**Goal of the exercise:**
Send back the records in full, character for character.

□ □ □ □ □ □ □

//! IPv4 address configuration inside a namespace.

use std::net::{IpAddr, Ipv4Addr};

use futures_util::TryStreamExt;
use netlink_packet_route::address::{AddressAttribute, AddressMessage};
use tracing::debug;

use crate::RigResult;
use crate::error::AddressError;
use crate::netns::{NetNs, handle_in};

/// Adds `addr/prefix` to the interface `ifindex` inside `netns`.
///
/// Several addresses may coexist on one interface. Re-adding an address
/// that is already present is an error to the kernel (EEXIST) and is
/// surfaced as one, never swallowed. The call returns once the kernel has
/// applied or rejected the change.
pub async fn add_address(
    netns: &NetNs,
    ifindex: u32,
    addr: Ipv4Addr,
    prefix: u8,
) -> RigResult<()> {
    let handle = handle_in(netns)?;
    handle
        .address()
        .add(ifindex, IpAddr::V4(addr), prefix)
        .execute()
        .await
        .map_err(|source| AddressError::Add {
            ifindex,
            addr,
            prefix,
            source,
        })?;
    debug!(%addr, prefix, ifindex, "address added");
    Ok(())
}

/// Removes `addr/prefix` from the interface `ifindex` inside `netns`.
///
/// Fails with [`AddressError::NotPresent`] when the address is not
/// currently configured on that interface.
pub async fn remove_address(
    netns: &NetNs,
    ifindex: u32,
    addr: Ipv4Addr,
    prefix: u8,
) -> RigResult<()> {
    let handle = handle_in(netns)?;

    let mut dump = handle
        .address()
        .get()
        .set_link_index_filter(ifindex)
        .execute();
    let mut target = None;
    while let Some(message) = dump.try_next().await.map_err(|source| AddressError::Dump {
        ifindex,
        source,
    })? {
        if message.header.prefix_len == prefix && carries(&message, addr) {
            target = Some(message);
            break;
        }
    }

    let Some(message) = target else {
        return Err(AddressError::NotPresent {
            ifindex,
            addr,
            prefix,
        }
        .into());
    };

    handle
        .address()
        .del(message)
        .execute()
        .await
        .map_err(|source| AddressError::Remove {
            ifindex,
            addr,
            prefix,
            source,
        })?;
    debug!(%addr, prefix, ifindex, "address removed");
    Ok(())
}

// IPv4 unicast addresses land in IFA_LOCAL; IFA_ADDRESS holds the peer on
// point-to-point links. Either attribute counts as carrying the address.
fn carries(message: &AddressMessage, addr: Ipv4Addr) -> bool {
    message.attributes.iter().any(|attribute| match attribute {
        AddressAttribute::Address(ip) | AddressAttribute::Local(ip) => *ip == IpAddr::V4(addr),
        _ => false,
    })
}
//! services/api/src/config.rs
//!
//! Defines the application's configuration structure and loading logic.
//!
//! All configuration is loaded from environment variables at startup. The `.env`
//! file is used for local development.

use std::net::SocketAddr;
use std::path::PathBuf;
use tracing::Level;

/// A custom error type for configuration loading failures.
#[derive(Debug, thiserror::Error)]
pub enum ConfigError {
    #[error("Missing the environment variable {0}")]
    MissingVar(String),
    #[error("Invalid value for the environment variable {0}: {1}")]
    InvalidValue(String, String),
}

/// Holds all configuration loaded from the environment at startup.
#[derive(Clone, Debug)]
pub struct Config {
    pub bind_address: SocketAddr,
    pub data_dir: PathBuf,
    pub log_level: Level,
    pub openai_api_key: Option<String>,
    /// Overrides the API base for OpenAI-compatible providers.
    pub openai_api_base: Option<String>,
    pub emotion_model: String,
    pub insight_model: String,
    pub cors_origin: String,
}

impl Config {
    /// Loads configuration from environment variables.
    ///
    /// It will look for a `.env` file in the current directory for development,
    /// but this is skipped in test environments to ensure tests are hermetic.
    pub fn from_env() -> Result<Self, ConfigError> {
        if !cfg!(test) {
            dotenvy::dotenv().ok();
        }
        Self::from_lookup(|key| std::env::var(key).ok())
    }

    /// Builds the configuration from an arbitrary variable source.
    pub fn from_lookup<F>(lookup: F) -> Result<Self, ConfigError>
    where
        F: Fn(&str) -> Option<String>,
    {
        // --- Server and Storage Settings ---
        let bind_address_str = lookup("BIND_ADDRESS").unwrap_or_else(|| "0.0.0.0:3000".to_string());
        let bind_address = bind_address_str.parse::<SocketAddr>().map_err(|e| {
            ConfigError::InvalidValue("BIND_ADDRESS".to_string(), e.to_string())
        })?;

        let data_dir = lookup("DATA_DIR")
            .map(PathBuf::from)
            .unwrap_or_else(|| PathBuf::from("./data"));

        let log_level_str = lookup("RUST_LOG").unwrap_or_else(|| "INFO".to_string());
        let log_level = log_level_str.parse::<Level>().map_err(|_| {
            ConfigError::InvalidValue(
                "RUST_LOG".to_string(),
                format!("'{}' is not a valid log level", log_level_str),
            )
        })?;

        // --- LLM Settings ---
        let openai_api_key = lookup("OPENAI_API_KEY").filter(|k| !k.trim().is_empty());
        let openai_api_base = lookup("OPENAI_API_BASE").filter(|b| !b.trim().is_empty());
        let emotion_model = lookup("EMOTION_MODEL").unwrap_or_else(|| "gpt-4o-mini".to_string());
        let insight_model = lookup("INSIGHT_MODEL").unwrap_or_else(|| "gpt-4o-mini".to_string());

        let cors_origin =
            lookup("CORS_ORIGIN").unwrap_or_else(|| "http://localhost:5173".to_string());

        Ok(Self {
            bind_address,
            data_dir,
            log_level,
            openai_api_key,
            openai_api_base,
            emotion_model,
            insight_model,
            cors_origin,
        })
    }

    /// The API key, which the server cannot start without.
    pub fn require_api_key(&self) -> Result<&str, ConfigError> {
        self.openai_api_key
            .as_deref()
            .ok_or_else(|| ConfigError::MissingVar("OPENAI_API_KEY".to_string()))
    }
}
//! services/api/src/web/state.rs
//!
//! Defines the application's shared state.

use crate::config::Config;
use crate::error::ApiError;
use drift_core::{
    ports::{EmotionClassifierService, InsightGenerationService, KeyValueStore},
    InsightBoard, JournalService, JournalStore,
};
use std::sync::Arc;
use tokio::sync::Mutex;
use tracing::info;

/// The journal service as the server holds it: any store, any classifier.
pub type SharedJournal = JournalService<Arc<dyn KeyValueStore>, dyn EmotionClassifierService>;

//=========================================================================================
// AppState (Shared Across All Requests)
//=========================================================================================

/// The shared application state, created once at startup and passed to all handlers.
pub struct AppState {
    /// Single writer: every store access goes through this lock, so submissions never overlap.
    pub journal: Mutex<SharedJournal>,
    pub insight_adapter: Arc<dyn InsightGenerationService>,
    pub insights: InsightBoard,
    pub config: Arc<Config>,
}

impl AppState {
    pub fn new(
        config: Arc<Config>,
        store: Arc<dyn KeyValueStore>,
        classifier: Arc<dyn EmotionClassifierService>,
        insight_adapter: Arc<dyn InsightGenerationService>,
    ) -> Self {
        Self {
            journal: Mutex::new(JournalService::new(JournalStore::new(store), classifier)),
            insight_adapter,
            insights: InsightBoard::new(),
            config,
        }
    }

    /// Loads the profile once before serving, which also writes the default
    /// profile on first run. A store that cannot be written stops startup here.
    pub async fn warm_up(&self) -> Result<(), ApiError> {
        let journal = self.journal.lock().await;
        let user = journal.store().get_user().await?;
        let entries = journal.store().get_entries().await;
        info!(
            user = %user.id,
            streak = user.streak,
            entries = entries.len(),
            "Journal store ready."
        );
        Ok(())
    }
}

□ □ □ □ □ □ □

**Exercise solution:**
//! IPv4 address configuration inside a namespace.

use std::net::{IpAddr, Ipv4Addr};

use futures_util::TryStreamExt;
use netlink_packet_route::address::{AddressAttribute, AddressMessage};
use tracing::debug;

use crate::RigResult;
use crate::error::AddressError;
use crate::netns::{NetNs, handle_in};

/// Adds `addr/prefix` to the interface `ifindex` inside `netns`.
///
/// Several addresses may coexist on one interface. Re-adding an address
/// that is already present is an error to the kernel (EEXIST) and is
/// surfaced as one, never swallowed. The call returns once the kernel has
/// applied or rejected the change.
pub async fn add_address(
    netns: &NetNs,
    ifindex: u32,
    addr: Ipv4Addr,
    prefix: u8,
) -> RigResult<()> {
    let handle = handle_in(netns)?;
    handle
        .address()
        .add(ifindex, IpAddr::V4(addr), prefix)
        .execute()
        .await
        .map_err(|source| AddressError::Add {
            ifindex,
            addr,
            prefix,
            source,
        })?;
    debug!(%addr, prefix, ifindex, "address added");
    Ok(())
}

/// Removes `addr/prefix` from the interface `ifindex` inside `netns`.
///
/// Fails with [`AddressError::NotPresent`] when the address is not
/// currently configured on that interface.
pub async fn remove_address(
    netns: &NetNs,
    ifindex: u32,
    addr: Ipv4Addr,
    prefix: u8,
) -> RigResult<()> {
    let handle = handle_in(netns)?;

    let mut dump = handle
        .address()
        .get()
        .set_link_index_filter(ifindex)
        .execute();
    let mut target = None;
    while let Some(message) = dump.try_next().await.map_err(|source| AddressError::Dump {
        ifindex,
        source,
    })? {
        if message.header.prefix_len == prefix && carries(&message, addr) {
            target = Some(message);
            break;
        }
    }

    let Some(message) = target else {
        return Err(AddressError::NotPresent {
            ifindex,
            addr,
            prefix,
        }
        .into());
    };

    handle
        .address()
        .del(message)
        .execute()
        .await
        .map_err(|source| AddressError::Remove {
            ifindex,
            addr,
            prefix,
            source,
        })?;
    debug!(%addr, prefix, ifindex, "address removed");
    Ok(())
}

// IPv4 unicast addresses land in IFA_LOCAL; IFA_ADDRESS holds the peer on
// point-to-point links. Either attribute counts as carrying the address.
fn carries(message: &AddressMessage, addr: Ipv4Addr) -> bool {
    message.attributes.iter().any(|attribute| match attribute {
        AddressAttribute::Address(ip) | AddressAttribute::Local(ip) => *ip == IpAddr::V4(addr),
        _ => false,
    })
}
//! services/api/src/config.rs
//!
//! Defines the application's configuration structure and loading logic.
//!
//! All configuration is loaded from environment variables at startup. The `.env`
//! file is used for local development.

use std::net::SocketAddr;
use std::path::PathBuf;
use tracing::Level;

/// A custom error type for configuration loading failures.
#[derive(Debug, thiserror::Error)]
pub enum ConfigError {
    #[error("Missing the environment variable {0}")]
    MissingVar(String),
    #[error("Invalid value for the environment variable {0}: {1}")]
    InvalidValue(String, String),
}

/// Holds all configuration loaded from the environment at startup.
#[derive(Clone, Debug)]
pub struct Config {
    pub bind_address: SocketAddr,
    pub data_dir: PathBuf,
    pub log_level: Level,
    pub openai_api_key: Option<String>,
    /// Overrides the API base for OpenAI-compatible providers.
    pub openai_api_base: Option<String>,
    pub emotion_model: String,
    pub insight_model: String,
    pub cors_origin: String,
}

impl Config {
    /// Loads configuration from environment variables.
    ///
    /// It will look for a `.env` file in the current directory for development,
    /// but this is skipped in test environments to ensure tests are hermetic.
    pub fn from_env() -> Result<Self, ConfigError> {
        if !cfg!(test) {
            dotenvy::dotenv().ok();
        }
        Self::from_lookup(|key| std::env::var(key).ok())
    }

    /// Builds the configuration from an arbitrary variable source.
    pub fn from_lookup<F>(lookup: F) -> Result<Self, ConfigError>
    where
        F: Fn(&str) -> Option<String>,
    {
        // --- Server and Storage Settings ---
        let bind_address_str = lookup("BIND_ADDRESS").unwrap_or_else(|| "0.0.0.0:3000".to_string());
        let bind_address = bind_address_str.parse::<SocketAddr>().map_err(|e| {
            ConfigError::InvalidValue("BIND_ADDRESS".to_string(), e.to_string())
        })?;

        let data_dir = lookup("DATA_DIR")
            .map(PathBuf::from)
            .unwrap_or_else(|| PathBuf::from("./data"));

        let log_level_str = lookup("RUST_LOG").unwrap_or_else(|| "INFO".to_string());
        let log_level = log_level_str.parse::<Level>().map_err(|_| {
            ConfigError::InvalidValue(
                "RUST_LOG".to_string(),
                format!("'{}' is not a valid log level", log_level_str),
            )
        })?;

        // --- LLM Settings ---
        let openai_api_key = lookup("OPENAI_API_KEY").filter(|k| !k.trim().is_empty());
        let openai_api_base = lookup("OPENAI_API_BASE").filter(|b| !b.trim().is_empty());
        let emotion_model = lookup("EMOTION_MODEL").unwrap_or_else(|| "gpt-4o-mini".to_string());
        let insight_model = lookup("INSIGHT_MODEL").unwrap_or_else(|| "gpt-4o-mini".to_string());

        let cors_origin =
            lookup("CORS_ORIGIN").unwrap_or_else(|| "http://localhost:5173".to_string());

        Ok(Self {
            bind_address,
            data_dir,
            log_level,
            openai_api_key,
            openai_api_base,
            emotion_model,
            insight_model,
            cors_origin,
        })
    }

    /// The API key, which the server cannot start without.
    pub fn require_api_key(&self) -> Result<&str, ConfigError> {
        self.openai_api_key
            .as_deref()
            .ok_or_else(|| ConfigError::MissingVar("OPENAI_API_KEY".to_string()))
    }
}
//! services/api/src/web/state.rs
//!
//! Defines the application's shared state.

use crate::config::Config;
use crate::error::ApiError;
use drift_core::{
    ports::{EmotionClassifierService, InsightGenerationService, KeyValueStore},
    InsightBoard, JournalService, JournalStore,
};
use std::sync::Arc;
use tokio::sync::Mutex;
use tracing::info;

/// The journal service as the server holds it: any store, any classifier.
pub type SharedJournal = JournalService<Arc<dyn KeyValueStore>, dyn EmotionClassifierService>;

//=========================================================================================
// AppState (Shared Across All Requests)
//=========================================================================================

/// The shared application state, created once at startup and passed to all handlers.
pub struct AppState {
    /// Single writer: every store access goes through this lock, so submissions never overlap.
    pub journal: Mutex<SharedJournal>,
    pub insight_adapter: Arc<dyn InsightGenerationService>,
    pub insights: InsightBoard,
    pub config: Arc<Config>,
}

impl AppState {
    pub fn new(
        config: Arc<Config>,
        store: Arc<dyn KeyValueStore>,
        classifier: Arc<dyn EmotionClassifierService>,
        insight_adapter: Arc<dyn InsightGenerationService>,
    ) -> Self {
        Self {
            journal: Mutex::new(JournalService::new(JournalStore::new(store), classifier)),
            insight_adapter,
            insights: InsightBoard::new(),
            config,
        }
    }

    /// Loads the profile once before serving, which also writes the default
    /// profile on first run. A store that cannot be written stops startup here.
    pub async fn warm_up(&self) -> Result<(), ApiError> {
        let journal = self.journal.lock().await;
        let user = journal.store().get_user().await?;
        let entries = journal.store().get_entries().await;
        info!(
            user = %user.id,
            streak = user.streak,
            entries = entries.len(),
            "Journal store ready."
        );
        Ok(())
    }
}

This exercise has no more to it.